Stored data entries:
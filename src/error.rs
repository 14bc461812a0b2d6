use actix_web::{HttpResponse, ResponseError};
use serde_json::json;
use thiserror::Error;

pub type AppResult<T> = Result<T, AppError>;

#[derive(Error, Debug)]
pub enum AppError {
    #[error("Database error: {0}")]
    DatabaseError(#[from] sea_orm::DbErr),

    #[error("Validation error: {0}")]
    ValidationError(String),

    #[error("Auth error: {0}")]
    AuthError(String),

    #[error("Not found: {0}")]
    NotFound(String),

    #[error("Forbidden")]
    Forbidden,

    #[error("External API error: {0}")]
    ExternalApiError(String),

    #[error("Config error: {0}")]
    ConfigError(String),

    #[error("Internal server error: {0}")]
    InternalError(String),

    #[error("JWT error: {0}")]
    JwtError(#[from] jsonwebtoken::errors::Error),

    #[error("HTTP request error: {0}")]
    ReqwestError(#[from] reqwest::Error),

    #[error("JSON serialization/deserialization error: {0}")]
    SerdeJsonError(#[from] serde_json::Error),
}

impl AppError {
    /// Message shown to the dashboard user. Upstream text is passed through verbatim so
    /// callers can match on Telegram error identifiers.
    pub fn user_message(&self) -> String {
        match self {
            AppError::ValidationError(msg)
            | AppError::AuthError(msg)
            | AppError::NotFound(msg)
            | AppError::ExternalApiError(msg) => msg.clone(),
            AppError::Forbidden => "Forbidden".to_string(),
            AppError::ReqwestError(e) => format!("Upstream request failed: {e}"),
            _ => "Internal server error".to_string(),
        }
    }
}

impl ResponseError for AppError {
    fn status_code(&self) -> actix_web::http::StatusCode {
        use actix_web::http::StatusCode;
        match self {
            AppError::ValidationError(_) => StatusCode::BAD_REQUEST,
            AppError::AuthError(_) | AppError::JwtError(_) => StatusCode::UNAUTHORIZED,
            AppError::NotFound(_) => StatusCode::NOT_FOUND,
            AppError::Forbidden => StatusCode::FORBIDDEN,
            AppError::ExternalApiError(_) | AppError::ReqwestError(_) => StatusCode::BAD_GATEWAY,
            _ => StatusCode::INTERNAL_SERVER_ERROR,
        }
    }

    fn error_response(&self) -> HttpResponse {
        let (error_code, message) = match self {
            AppError::ValidationError(msg) => {
                log::warn!("Validation error: {msg}");
                ("VALIDATION_ERROR", msg.clone())
            }
            AppError::AuthError(msg) => {
                log::warn!("Authentication error: {msg}");
                ("AUTH_ERROR", msg.clone())
            }
            AppError::JwtError(err) => {
                log::warn!("Token rejected: {err}");
                ("AUTH_ERROR", "Invalid token".to_string())
            }
            AppError::NotFound(msg) => ("NOT_FOUND", msg.clone()),
            AppError::Forbidden => {
                log::warn!("Forbidden access");
                ("FORBIDDEN", "Forbidden".to_string())
            }
            AppError::ExternalApiError(msg) => {
                log::error!("External API error: {msg}");
                ("EXTERNAL_API_ERROR", msg.clone())
            }
            AppError::ReqwestError(err) => {
                log::error!("Upstream request error: {err}");
                ("EXTERNAL_API_ERROR", self.user_message())
            }
            AppError::DatabaseError(err) => {
                log::error!("Database error: {err}");
                ("DATABASE_ERROR", "Database error".to_string())
            }
            _ => {
                log::error!("Internal error: {self}");
                ("INTERNAL_ERROR", "Internal server error".to_string())
            }
        };

        HttpResponse::build(self.status_code()).json(json!({
            "success": false,
            "error": {
                "code": error_code,
                "message": message
            }
        }))
    }
}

→ WORK ORDER
How many lines in the records contain the string "NotFound"? Give the number by itself.

→ COMPLETED TASK
4